What is required: Wherever the word "picks" occurs in the listing, copy the whole line.

--- Supplied material Enclosed Below ---

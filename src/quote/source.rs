//! Quotes API client
//!
//! Issues `GET {base}/random[?category=X]` against the external quotes API
//! and maps its loosely-shaped JSON onto the canonical `Quote`.

use reqwest::Client;
use serde_json::{Map, Value};
use std::future::Future;
use thiserror::Error;

use super::{Quote, RANDOM_CATEGORY};

/// Default base URL of the quotes API
pub const DEFAULT_API_BASE: &str = "https://quotes-api.netlify.app/.netlify/functions";

/// Text used when the response carries no quote text
pub const MISSING_TEXT: &str = "No quote available";

/// Author used when the response names no author
pub const MISSING_AUTHOR: &str = "Unknown Author";

/// Field names that may hold the quote text, in priority order
const TEXT_FIELDS: &[&str] = &["quote", "text", "content", "q"];

/// Field names that may hold the author, in priority order
const AUTHOR_FIELDS: &[&str] = &["author", "Author", "by", "a"];

const CATEGORY_FIELDS: &[&str] = &["category"];

/// Errors that can occur when fetching a quote
#[derive(Debug, Error)]
pub enum QuoteError {
    /// HTTP request failed
    #[error("HTTP request failed: {0}")]
    RequestFailed(#[from] reqwest::Error),

    /// API answered with a non-success status
    #[error("Unexpected HTTP status: {0}")]
    Status(u16),

    /// Failed to parse JSON response
    #[error("Failed to parse JSON response: {0}")]
    ParseError(#[from] serde_json::Error),

    /// Response parsed but has an unusable shape
    #[error("Unexpected response shape: {0}")]
    MalformedResponse(String),
}

/// Network seam for fetching raw quotes
///
/// Implementations return the decoded JSON body; shape normalization happens
/// in [`normalize_response`].
pub trait QuoteSource: Send + Sync {
    /// Fetches one random quote, optionally restricted to `category`
    fn fetch_random(
        &self,
        category: Option<String>,
    ) -> impl Future<Output = Result<Value, QuoteError>> + Send + '_;
}

/// `QuoteSource` backed by the public quotes API over HTTP
#[derive(Debug, Clone)]
pub struct HttpQuoteSource {
    client: Client,
    base_url: String,
}

impl Default for HttpQuoteSource {
    fn default() -> Self {
        Self::new()
    }
}

impl HttpQuoteSource {
    /// Creates a client pointed at the default API
    pub fn new() -> Self {
        Self::with_base_url(DEFAULT_API_BASE)
    }

    /// Creates a client pointed at a custom API base
    pub fn with_base_url(base_url: impl Into<String>) -> Self {
        Self {
            client: Client::new(),
            base_url: base_url.into().trim_end_matches('/').to_string(),
        }
    }

    pub fn base_url(&self) -> &str {
        &self.base_url
    }

    /// Builds the request for a random quote
    ///
    /// The `category` query parameter is omitted when no category is given or
    /// when it is the literal `"random"`.
    pub fn build_request(&self, category: Option<&str>) -> Result<reqwest::Request, QuoteError> {
        let mut request = self.client.get(format!("{}/random", self.base_url));
        if let Some(category) = category.filter(|c| *c != RANDOM_CATEGORY) {
            request = request.query(&[("category", category)]);
        }
        Ok(request.build()?)
    }
}

impl QuoteSource for HttpQuoteSource {
    async fn fetch_random(&self, category: Option<String>) -> Result<Value, QuoteError> {
        let request = self.build_request(category.as_deref())?;
        tracing::debug!(url = %request.url(), "Requesting quote");

        let response = self.client.execute(request).await?;
        let status = response.status();
        if !status.is_success() {
            return Err(QuoteError::Status(status.as_u16()));
        }

        let text = response.text().await?;
        Ok(serde_json::from_str(&text)?)
    }
}

/// Maps a quotes API body onto a `Quote`
///
/// Accepts a JSON object or an array whose first element is an object. Each
/// field is looked up through its candidate names and the first non-empty
/// string wins. Missing text and author are replaced by placeholders; a
/// missing category falls back to `requested_category`.
///
/// # Returns
/// * `Ok(Quote)` for any object-shaped body
/// * `Err(QuoteError::MalformedResponse)` otherwise
pub fn normalize_response(body: &Value, requested_category: &str) -> Result<Quote, QuoteError> {
    let object = match body {
        Value::Object(object) => object,
        Value::Array(items) => match items.first() {
            Some(Value::Object(object)) => object,
            Some(_) => {
                return Err(QuoteError::MalformedResponse(
                    "array element is not an object".to_string(),
                ))
            }
            None => return Err(QuoteError::MalformedResponse("empty array".to_string())),
        },
        other => {
            return Err(QuoteError::MalformedResponse(format!(
                "expected object, got {}",
                json_kind(other)
            )))
        }
    };

    Ok(Quote::new(
        first_string(object, TEXT_FIELDS).unwrap_or(MISSING_TEXT),
        first_string(object, AUTHOR_FIELDS).unwrap_or(MISSING_AUTHOR),
        first_string(object, CATEGORY_FIELDS).unwrap_or(requested_category),
    ))
}

/// First candidate field holding a non-empty string
fn first_string<'a>(object: &'a Map<String, Value>, candidates: &[&str]) -> Option<&'a str> {
    candidates.iter().find_map(|name| {
        object
            .get(*name)
            .and_then(Value::as_str)
            .map(str::trim)
            .filter(|s| !s.is_empty())
    })
}

fn json_kind(value: &Value) -> &'static str {
    match value {
        Value::Null => "null",
        Value::Bool(_) => "boolean",
        Value::Number(_) => "number",
        Value::String(_) => "string",
        Value::Array(_) => "array",
        Value::Object(_) => "object",
    }
}
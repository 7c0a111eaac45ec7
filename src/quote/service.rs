//! Quote-of-the-day service
//!
//! Ties the cache, the quotes API and the clock together and publishes every
//! quote it hands out to subscribers. Callers never see an error: API
//! failures turn into a role-specific fallback quote with `success: false`.

use tokio::sync::watch;

use super::{
    fallback_quote, normalize_response, select_category, Quote, QuoteCache, QuoteError,
    QuoteResponse, QuoteSource, Role, RANDOM_CATEGORY,
};
use crate::clock::{date_string, Clock};
use crate::storage::KeyValueStore;

/// Serves the quote of the day for a role
pub struct QuoteService<S, Q, C> {
    cache: QuoteCache<S>,
    source: Q,
    clock: C,
    publisher: watch::Sender<Option<Quote>>,
}

impl<S, Q, C> QuoteService<S, Q, C>
where
    S: KeyValueStore,
    Q: QuoteSource,
    C: Clock,
{
    pub fn new(store: S, source: Q, clock: C) -> Self {
        let (publisher, _) = watch::channel(None);
        Self {
            cache: QuoteCache::new(store),
            source,
            clock,
            publisher,
        }
    }

    pub fn clock(&self) -> &C {
        &self.clock
    }

    pub fn source(&self) -> &Q {
        &self.source
    }

    pub fn cache(&self) -> &QuoteCache<S> {
        &self.cache
    }

    /// Receiver that observes every published quote
    ///
    /// Holds `None` until the first quote is published.
    pub fn subscribe(&self) -> watch::Receiver<Option<Quote>> {
        self.publisher.subscribe()
    }

    /// Latest published quote, if any
    pub fn current(&self) -> Option<Quote> {
        self.publisher.borrow().clone()
    }

    /// Returns the quote of the day for `role`
    ///
    /// # Behavior
    /// - If the cache was filled today, returns the cached quote without a network call
    /// - Otherwise fetches the role's category of the day, caches and publishes it
    /// - On API failure publishes and returns the role's fallback quote with
    ///   `success = false` and an `"API Error: ..."` message
    pub async fn get_quote_of_the_day(&self, role: Role) -> QuoteResponse {
        let today = self.clock.today();

        if let Some(entry) = self.cache.read() {
            if entry.fetch_date == date_string(today) {
                tracing::debug!(%role, date = %entry.fetch_date, "Serving cached quote");
                self.publish(&entry.quote);
                return QuoteResponse::ok(entry.quote, "Quote loaded from cache");
            }
        }

        self.fetch_for_role(role).await
    }

    /// Clears the cache and fetches a fresh quote of the day for `role`
    pub async fn refresh_quote(&self, role: Role) -> QuoteResponse {
        self.clear_cache();
        self.fetch_for_role(role).await
    }

    /// Fetches a random quote outside the daily protocol
    ///
    /// Nothing is cached or published. `category` of `None` means any category.
    pub async fn get_random_quote(&self, role: Role, category: Option<&str>) -> QuoteResponse {
        let category = category.unwrap_or(RANDOM_CATEGORY);
        match self.fetch(category).await {
            Ok(quote) => QuoteResponse::ok(quote, "Random quote fetched successfully"),
            Err(e) => {
                tracing::warn!(%role, category, error = %e, "Random quote fetch failed");
                QuoteResponse::failed(fallback_quote(role), format!("API Error: {e}"))
            }
        }
    }

    /// Removes the cached quote and its date marker
    ///
    /// Storage failures are logged; a stale slot is caught by the date check.
    pub fn clear_cache(&self) {
        if let Err(e) = self.cache.clear() {
            tracing::warn!(error = %e, "Failed to clear quote cache");
        }
    }

    async fn fetch_for_role(&self, role: Role) -> QuoteResponse {
        let today = self.clock.today();
        let category = select_category(role, today);

        match self.fetch(category).await {
            Ok(quote) => {
                tracing::info!(%role, category, author = %quote.author, "Fetched quote of the day");
                if let Err(e) = self.cache.write(&quote, today) {
                    tracing::warn!(error = %e, "Failed to persist quote of the day");
                }
                self.publish(&quote);
                QuoteResponse::ok(quote, "Quote fetched successfully")
            }
            Err(e) => {
                tracing::warn!(%role, category, error = %e, "Quote API failed, using fallback");
                let quote = fallback_quote(role);
                self.publish(&quote);
                QuoteResponse::failed(quote, format!("API Error: {e}"))
            }
        }
    }

    async fn fetch(&self, category: &str) -> Result<Quote, QuoteError> {
        let body = self.source.fetch_random(Some(category.to_string())).await?;
        normalize_response(&body, category)
    }

    fn publish(&self, quote: &Quote) {
        self.publisher.send_replace(Some(quote.clone()));
    }
}
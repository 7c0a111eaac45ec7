//! End-to-end tests for the daily quote protocol
//!
//! Drives the service and scheduler through the public API with a scripted
//! quotes source and a manual clock.

use chrono::{Duration, NaiveDate};
use serde_json::{json, Value};
use std::sync::atomic::{AtomicBool, AtomicUsize, Ordering};
use std::sync::{Arc, Mutex};
use tempfile::TempDir;

use quotd::clock::{Clock, ManualClock};
use quotd::quote::{
    select_category, QuoteError, QuoteService, QuoteSource, Role, LAST_FETCH_KEY, QUOTE_KEY,
};
use quotd::scheduler::DailyScheduler;
use quotd::storage::{FileStore, KeyValueStore, MemoryStore};

/// Quotes source returning a different quote on every call
#[derive(Default)]
struct RotatingSource {
    calls: AtomicUsize,
    offline: AtomicBool,
    requested: Mutex<Vec<Option<String>>>,
}

impl RotatingSource {
    fn offline() -> Self {
        let source = Self::default();
        source.offline.store(true, Ordering::SeqCst);
        source
    }

    fn calls(&self) -> usize {
        self.calls.load(Ordering::SeqCst)
    }
}

impl QuoteSource for RotatingSource {
    async fn fetch_random(&self, category: Option<String>) -> Result<Value, QuoteError> {
        let n = self.calls.fetch_add(1, Ordering::SeqCst);
        self.requested.lock().unwrap().push(category.clone());
        if self.offline.load(Ordering::SeqCst) {
            return Err(QuoteError::MalformedResponse("connection refused".to_string()));
        }
        Ok(json!({
            "text": format!("Random quote #{n}"),
            "by": "Rotating Author",
            "category": category.unwrap_or_else(|| "random".to_string()),
        }))
    }
}

fn clock_at(y: i32, m: u32, d: u32, h: u32, min: u32) -> ManualClock {
    ManualClock::at(y, m, d, h, min).expect("valid test time")
}

#[test]
fn test_category_selection_is_deterministic_all_year() {
    let mut day = NaiveDate::from_ymd_opt(2024, 1, 1).unwrap();
    let end = NaiveDate::from_ymd_opt(2024, 12, 31).unwrap();
    while day <= end {
        for role in Role::ALL {
            let picks: Vec<_> = (0..3).map(|_| select_category(role, day)).collect();
            assert!(picks.iter().all(|p| *p == picks[0]), "{role} on {day}");
        }
        day = day.succ_opt().unwrap();
    }
}

#[tokio::test]
async fn test_same_day_fetch_is_served_from_cache() {
    let service = QuoteService::new(
        MemoryStore::new(),
        RotatingSource::default(),
        clock_at(2024, 3, 1, 8, 0),
    );

    let first = service.get_quote_of_the_day(Role::Student).await;
    service.clock().advance(Duration::hours(10));
    let second = service.get_quote_of_the_day(Role::Student).await;

    assert_eq!(service.source().calls(), 1, "second call must not hit the network");
    assert_eq!(first.data, second.data);
    assert_eq!(first.data.text, "Random quote #0");
}

#[tokio::test]
async fn test_cache_expires_at_next_day() {
    let store = Arc::new(MemoryStore::new());
    let service = QuoteService::new(
        Arc::clone(&store),
        RotatingSource::default(),
        clock_at(2024, 3, 1, 23, 0),
    );

    service.get_quote_of_the_day(Role::Faculty).await;
    assert!(service.cache().is_valid_for_today(service.clock().today()));

    service.clock().advance(Duration::hours(2));
    assert!(!service.cache().is_valid_for_today(service.clock().today()));
    assert_eq!(store.get(LAST_FETCH_KEY).as_deref(), Some("2024-03-01"));
}

#[tokio::test]
async fn test_offline_student_gets_mandela() {
    let service = QuoteService::new(
        MemoryStore::new(),
        RotatingSource::offline(),
        clock_at(2024, 3, 1, 8, 0),
    );

    let response = service.get_quote_of_the_day(Role::Student).await;

    assert!(!response.success);
    assert!(response.message.starts_with("API Error:"));
    assert_eq!(response.data.author, "Nelson Mandela");
    assert_eq!(response.data.category, "education");
}

#[tokio::test]
async fn test_admin_scenario_requests_random() {
    let service = QuoteService::new(
        MemoryStore::new(),
        RotatingSource::default(),
        clock_at(2024, 3, 1, 8, 0),
    );

    service.get_quote_of_the_day(Role::Admin).await;

    let requested = service.source().requested.lock().unwrap().clone();
    assert_eq!(requested, vec![Some("random".to_string())]);
}

#[tokio::test]
async fn test_student_scenario_requests_education() {
    let service = QuoteService::new(
        MemoryStore::new(),
        RotatingSource::default(),
        clock_at(2024, 3, 1, 8, 0),
    );

    let response = service.get_quote_of_the_day(Role::Student).await;

    assert_eq!(response.data.category, "education");
    assert_eq!(response.data.author, "Rotating Author");
}

#[tokio::test]
async fn test_rollover_clears_and_refetches_even_when_offline() {
    let service = Arc::new(QuoteService::new(
        MemoryStore::new(),
        RotatingSource::default(),
        clock_at(2024, 7, 26, 9, 15),
    ));
    let scheduler = DailyScheduler::new(Arc::clone(&service), Role::Student);

    assert!(scheduler.initialize().await);
    assert_eq!(scheduler.last_update_date().as_deref(), Some("2024-07-26"));
    assert!(service.cache().read().is_some());

    service.source().offline.store(true, Ordering::SeqCst);
    service
        .clock()
        .set(NaiveDate::from_ymd_opt(2024, 7, 27).unwrap().and_hms_opt(0, 0, 0).unwrap());

    assert!(scheduler.check_for_update().await);
    assert_eq!(service.source().calls(), 2);
    assert_eq!(scheduler.last_update_date().as_deref(), Some("2024-07-27"));
    assert!(service.cache().read().is_none(), "rollover clears the stale quote");
    assert_eq!(
        service.current().map(|q| q.author),
        Some("Nelson Mandela".to_string())
    );

    // A second tick the same minute does nothing
    assert!(!scheduler.check_for_update().await);
    assert_eq!(service.source().calls(), 2);
}

#[tokio::test]
async fn test_quote_survives_restart_through_file_store() {
    let dir = TempDir::new().unwrap();

    let first = QuoteService::new(
        FileStore::with_dir(dir.path().to_path_buf()),
        RotatingSource::default(),
        clock_at(2024, 5, 10, 7, 0),
    );
    let fetched = first.get_quote_of_the_day(Role::Faculty).await;
    assert!(dir.path().join(QUOTE_KEY).exists());

    let restarted = QuoteService::new(
        FileStore::with_dir(dir.path().to_path_buf()),
        RotatingSource::default(),
        clock_at(2024, 5, 10, 18, 0),
    );
    let cached = restarted.get_quote_of_the_day(Role::Faculty).await;

    assert_eq!(restarted.source().calls(), 0);
    assert_eq!(cached.data, fetched.data);
}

--- End of Enclosed Supplied material ---

Solution below:
            let picks: Vec<_> = (0..3).map(|_| select_category(role, day)).collect();
            assert!(picks.iter().all(|p| *p == picks[0]), "{role} on {day}");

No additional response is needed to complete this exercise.